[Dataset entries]
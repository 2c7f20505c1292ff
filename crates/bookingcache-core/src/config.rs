//! Application configuration management.
//!
//! Holds where booking data comes from and where the cache lives.
//! Configuration is stored at `~/.config/bookingcache/config.json`.

use std::path::{Path, PathBuf};

use anyhow::{Context, Result};
use serde::{Deserialize, Serialize};

use crate::source::http::DEFAULT_REQUEST_TIMEOUT_SECS;

/// Application name used for config/cache directory paths
const APP_NAME: &str = "bookingcache";

/// Config file name
const CONFIG_FILE: &str = "config.json";

#[derive(Debug, Clone, PartialEq, Serialize, Deserialize)]
#[serde(default)]
pub struct Config {
    /// Fetch bookings over HTTP from this URL
    pub source_url: Option<String>,
    /// Fetch bookings from this JSON file
    pub source_file: Option<PathBuf>,
    /// Override for the cache directory
    pub cache_dir: Option<PathBuf>,
    pub request_timeout_secs: u64,
}

impl Default for Config {
    fn default() -> Self {
        Self {
            source_url: None,
            source_file: None,
            cache_dir: None,
            request_timeout_secs: DEFAULT_REQUEST_TIMEOUT_SECS,
        }
    }
}

impl Config {
    pub fn load() -> Result<Self> {
        Self::load_from(&Self::config_path()?)
    }

    pub fn load_from(path: &Path) -> Result<Self> {
        if path.exists() {
            let contents = std::fs::read_to_string(path)
                .with_context(|| format!("Failed to read config file: {}", path.display()))?;
            serde_json::from_str(&contents)
                .with_context(|| format!("Failed to parse config file: {}", path.display()))
        } else {
            Ok(Self::default())
        }
    }

    pub fn save(&self) -> Result<()> {
        self.save_to(&Self::config_path()?)
    }

    pub fn save_to(&self, path: &Path) -> Result<()> {
        if let Some(parent) = path.parent() {
            std::fs::create_dir_all(parent)?;
        }
        let contents = serde_json::to_string_pretty(self)?;
        std::fs::write(path, contents)?;
        Ok(())
    }

    /// Apply overrides from a variable lookup (normally the process environment).
    pub fn apply_overrides(&mut self, lookup: impl Fn(&str) -> Option<String>) {
        if let Some(url) = lookup("BOOKINGCACHE_SOURCE_URL") {
            self.source_url = Some(url);
        }
        if let Some(file) = lookup("BOOKINGCACHE_SOURCE_FILE") {
            self.source_file = Some(PathBuf::from(file));
        }
        if let Some(dir) = lookup("BOOKINGCACHE_CACHE_DIR") {
            self.cache_dir = Some(PathBuf::from(dir));
        }
    }

    pub fn config_path() -> Result<PathBuf> {
        let config_dir = dirs::config_dir()
            .ok_or_else(|| anyhow::anyhow!("Could not find config directory"))?;
        Ok(config_dir.join(APP_NAME).join(CONFIG_FILE))
    }

    pub fn cache_dir(&self) -> Result<PathBuf> {
        if let Some(ref dir) = self.cache_dir {
            return Ok(dir.clone());
        }
        let cache_dir = dirs::cache_dir()
            .ok_or_else(|| anyhow::anyhow!("Could not find cache directory"))?;
        Ok(cache_dir.join(APP_NAME))
    }
}
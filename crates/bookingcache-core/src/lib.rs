//! Core library for bookingcache.
//!
//! Serves booking information from a local cache and keeps it fresh:
//!
//! - `models`: booking payload types
//! - `cache`: the single-slot cache store and its entry metadata
//! - `source`: fetch sources that produce fresh booking records
//! - `state`: the observable state surface that front ends subscribe to
//! - `manager`: the refresh orchestrator tying the above together
//! - `config`: on-disk configuration

pub mod cache;
pub mod config;
pub mod error;
pub mod manager;
pub mod models;
pub mod source;
pub mod state;

pub use cache::{BookingCache, CacheEntry, FileBookingCache, MemoryBookingCache};
pub use config::Config;
pub use error::BookingError;
pub use manager::{BookingDataManager, BookingDataResult};
pub use models::{BookingRecord, Location, OriginDestinationPair, Segment};
pub use source::{BookingSource, FileBookingSource, HttpBookingSource};
pub use state::{BookingSnapshot, BookingState, BookingSubscriber};
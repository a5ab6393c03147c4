use super::*;
use crate::audio::{AudioEngine, EngineStatus, MonoSamples, SampleLoader};
use crate::config::{DisplaySettings, LibrarySettings, VisualizerSettings};
use crate::error::AudioError;
use crate::library::LibraryIndex;
use crate::visualizer::{SharedVisuals, Visuals};

use std::path::{Path, PathBuf};
use std::sync::{Arc, Mutex, Weak};
use std::time::{Duration, Instant};

#[derive(Default)]
struct FakeEngine {
    status: Mutex<EngineStatus>,
    played: Mutex<Vec<PathBuf>>,
    fail_loads: bool,
    /// Transport calls in order, e.g. `stop`, `play a.mp3`.
    events: Mutex<Vec<String>>,
    /// Whether bars and panel were blank when each load started.
    blank_at_load: Mutex<Vec<bool>>,
    visuals: Mutex<Weak<Mutex<Visuals>>>,
}

impl FakeEngine {
    fn played_names(&self) -> Vec<String> {
        self.played
            .lock()
            .unwrap()
            .iter()
            .map(|p| p.file_name().unwrap().to_string_lossy().into_owned())
            .collect()
    }

    fn events(&self) -> Vec<String> {
        self.events.lock().unwrap().clone()
    }

    fn set(&self, status: EngineStatus) {
        *self.status.lock().unwrap() = status;
    }
}

impl AudioEngine for FakeEngine {
    fn play(&self, path: &Path) -> Result<(), AudioError> {
        if self.fail_loads {
            return Err(AudioError::Open {
                path: path.to_path_buf(),
                source: std::io::Error::from(std::io::ErrorKind::InvalidData),
            });
        }
        let name = path.file_name().unwrap().to_string_lossy().into_owned();
        self.events.lock().unwrap().push(format!("play {name}"));
        if let Some(visuals) = self.visuals.lock().unwrap().upgrade() {
            let v = visuals.lock().unwrap();
            let blank = v.meter.levels().iter().all(|&l| l == 0.0)
                && v.screen.frame().lit_count() == 0;
            self.blank_at_load.lock().unwrap().push(blank);
        }
        self.played.lock().unwrap().push(path.to_path_buf());
        self.set(EngineStatus::Playing);
        Ok(())
    }
    fn pause(&self) {
        let mut s = self.status.lock().unwrap();
        if *s == EngineStatus::Playing {
            *s = EngineStatus::Paused;
        }
    }
    fn resume(&self) {
        let mut s = self.status.lock().unwrap();
        if *s == EngineStatus::Paused {
            *s = EngineStatus::Playing;
        }
    }
    fn stop(&self) {
        self.events.lock().unwrap().push("stop".to_string());
        self.set(EngineStatus::Idle);
    }
    fn status(&self) -> EngineStatus {
        *self.status.lock().unwrap()
    }
    fn position(&self) -> Duration {
        Duration::ZERO
    }
}

struct LoudSamples;

impl SampleLoader for LoudSamples {
    fn load(&self, _path: &Path) -> Result<MonoSamples, AudioError> {
        Ok(MonoSamples {
            samples: vec![0.7; 50_000],
            sample_rate: 1000,
        })
    }
}

struct Fixture {
    _dir: tempfile::TempDir,
    engine: Arc<FakeEngine>,
    visuals: SharedVisuals,
    controller: PlaybackController,
}

fn fixture_with(files: &[&str], engine: FakeEngine) -> Fixture {
    let dir = tempfile::tempdir().unwrap();
    for f in files {
        std::fs::write(dir.path().join(f), b"not really audio").unwrap();
    }
    let library = Arc::new(LibraryIndex::new(dir.path(), LibrarySettings::default()));
    let engine = Arc::new(engine);
    let visuals: SharedVisuals = Arc::new(Mutex::new(Visuals::headless(
        &DisplaySettings::default(),
        &VisualizerSettings::default(),
    )));
    *engine.visuals.lock().unwrap() = Arc::downgrade(&visuals);
    let controller = PlaybackController::new(
        engine.clone(),
        library,
        Arc::new(LoudSamples),
        visuals.clone(),
        Duration::from_millis(5),
    );
    Fixture {
        _dir: dir,
        engine,
        visuals,
        controller,
    }
}

fn fixture(files: &[&str]) -> Fixture {
    fixture_with(files, FakeEngine::default())
}

#[test]
fn explicit_selection_plays_exactly_that_track() {
    let fx = fixture(&["a.mp3", "b.mp3", "c.mp3"]);
    assert_eq!(fx.controller.play(Some("b.mp3")), "Playing: b");
    assert_eq!(fx.engine.played_names(), vec!["b.mp3"]);

    let snap = fx.controller.snapshot();
    assert_eq!(snap.state, PlayState::Playing);
    assert_eq!(snap.position, 1);
    assert_eq!(snap.current.unwrap().file_name, "b.mp3");
}

#[test]
fn random_selection_stays_within_the_library() {
    let fx = fixture(&["a.mp3", "b.mp3", "c.mp3"]);
    for _ in 0..20 {
        let msg = fx.controller.play(None);
        assert!(["Playing: a", "Playing: b", "Playing: c"].contains(&msg.as_str()));
    }
    // Unknown names fall back to a random pick as well.
    assert!(fx.controller.play(Some("zzz.mp3")).starts_with("Playing: "));
}

#[test]
fn next_wraps_around_the_library() {
    let fx = fixture(&["a.mp3", "b.mp3", "c.mp3"]);
    fx.controller.play(Some("c.mp3"));
    assert_eq!(fx.controller.snapshot().position, 2);

    assert_eq!(fx.controller.next(), "Playing: a");
    assert_eq!(fx.controller.snapshot().position, 0);
    assert_eq!(fx.engine.played_names().last().unwrap(), "a.mp3");
}

#[test]
fn previous_wraps_to_the_last_track() {
    let fx = fixture(&["a.mp3", "b.mp3", "c.mp3"]);
    fx.controller.play(Some("a.mp3"));
    assert_eq!(fx.controller.previous(), "Playing: c");
    assert_eq!(fx.controller.previous(), "Playing: b");
}

#[test]
fn empty_library_is_reported_not_fatal() {
    let fx = fixture(&[]);
    assert!(fx.controller.play(None).starts_with("No music files in "));
    assert_eq!(fx.controller.next(), "No songs found.");
    assert_eq!(fx.controller.previous(), "No songs found.");
    assert_eq!(fx.controller.status(), "Stopped.");
}

#[test]
fn load_failure_leaves_controller_stopped() {
    let fx = fixture_with(
        &["a.mp3"],
        FakeEngine {
            fail_loads: true,
            ..FakeEngine::default()
        },
    );
    let msg = fx.controller.play(Some("a.mp3"));
    assert!(msg.starts_with("Could not play a.mp3"), "{msg}");
    assert_eq!(fx.controller.snapshot().state, PlayState::Stopped);
    assert_eq!(fx.controller.status(), "Stopped.");
}

#[test]
fn pause_and_resume_answer_for_idle_states() {
    let fx = fixture(&["a.mp3"]);
    assert_eq!(fx.controller.pause(), "Nothing playing.");
    assert_eq!(fx.controller.resume(), "Nothing to resume.");

    fx.controller.play(Some("a.mp3"));
    assert_eq!(fx.controller.resume(), "Nothing to resume.");
    assert_eq!(fx.controller.pause(), "Paused music.");
    assert_eq!(fx.controller.status(), "Paused: a");
    assert_eq!(fx.controller.pause(), "Nothing playing.");
    assert_eq!(fx.controller.resume(), "Resumed music.");
    assert_eq!(fx.controller.status(), "Playing: a");
}

#[test]
fn stop_zeroes_bar_levels() {
    let fx = fixture(&["a.mp3"]);
    fx.controller.play(Some("a.mp3"));

    let deadline = Instant::now() + Duration::from_secs(2);
    while fx.controller.bar_levels().iter().all(|&l| l == 0.0) && Instant::now() < deadline {
        std::thread::sleep(Duration::from_millis(5));
    }
    assert!(fx.controller.bar_levels().iter().any(|&l| l > 0.0));

    assert_eq!(fx.controller.stop(), "Stopped music.");
    assert!(fx.controller.bar_levels().iter().all(|&l| l == 0.0));
    assert_eq!(fx.visuals.lock().unwrap().screen.frame().lit_count(), 0);
    assert_eq!(fx.controller.status(), "Stopped.");
}

#[test]
fn finished_track_reports_stopped() {
    let fx = fixture(&["a.mp3"]);
    fx.controller.play(Some("a.mp3"));
    assert_eq!(fx.controller.status(), "Playing: a");

    fx.engine.set(EngineStatus::Idle);
    assert_eq!(fx.controller.status(), "Stopped.");
    assert_eq!(fx.controller.snapshot().state, PlayState::Stopped);
}

fn wait_for_levels(controller: &PlaybackController) -> bool {
    let deadline = Instant::now() + Duration::from_secs(2);
    while Instant::now() < deadline {
        if controller.bar_levels().iter().any(|&l| l > 0.0) {
            return true;
        }
        std::thread::sleep(Duration::from_millis(5));
    }
    false
}

#[test]
fn starting_a_track_tears_down_the_previous_one_first() {
    let fx = fixture(&["a.mp3", "b.mp3"]);
    fx.controller.play(Some("a.mp3"));
    assert!(wait_for_levels(&fx.controller));

    assert_eq!(fx.controller.play(Some("b.mp3")), "Playing: b");
    assert_eq!(
        fx.engine.events(),
        vec!["stop", "play a.mp3", "stop", "play b.mp3"]
    );
    assert_eq!(*fx.engine.blank_at_load.lock().unwrap(), vec![true, true]);

    // Fixture, controller and b's visualizer thread; a's thread has exited.
    let deadline = Instant::now() + Duration::from_secs(2);
    while Arc::strong_count(&fx.visuals) != 3 && Instant::now() < deadline {
        std::thread::sleep(Duration::from_millis(5));
    }
    assert_eq!(Arc::strong_count(&fx.visuals), 3);
}

#[test]
fn pause_after_stop_does_not_trust_a_stale_engine_status() {
    let fx = fixture(&["a.mp3"]);
    fx.controller.play(Some("a.mp3"));
    fx.controller.stop();
    // The audio thread publishes asynchronously and may still say Playing.
    fx.engine.set(EngineStatus::Playing);

    assert_eq!(fx.controller.pause(), "Nothing playing.");
    assert_eq!(fx.controller.resume(), "Nothing to resume.");
    assert_eq!(fx.controller.snapshot().state, PlayState::Stopped);
}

▸ **WHAT IS EXPECTED**:
Each line from the top of the entries above through the line containing "use crate::source::http::DEFAULT_REQUEST_TIMEOUT_SECS;" must be transcribed exactly, and no other line may appear.

▸ **EXERCISE SOLUTION**:
repository 2c7f20505c1292ff
filename crates/bookingcache-core/src/config.rs
//! Application configuration management.
//!
//! Holds where booking data comes from and where the cache lives.
//! Configuration is stored at `~/.config/bookingcache/config.json`.

use std::path::{Path, PathBuf};

use anyhow::{Context, Result};
use serde::{Deserialize, Serialize};

use crate::source::http::DEFAULT_REQUEST_TIMEOUT_SECS;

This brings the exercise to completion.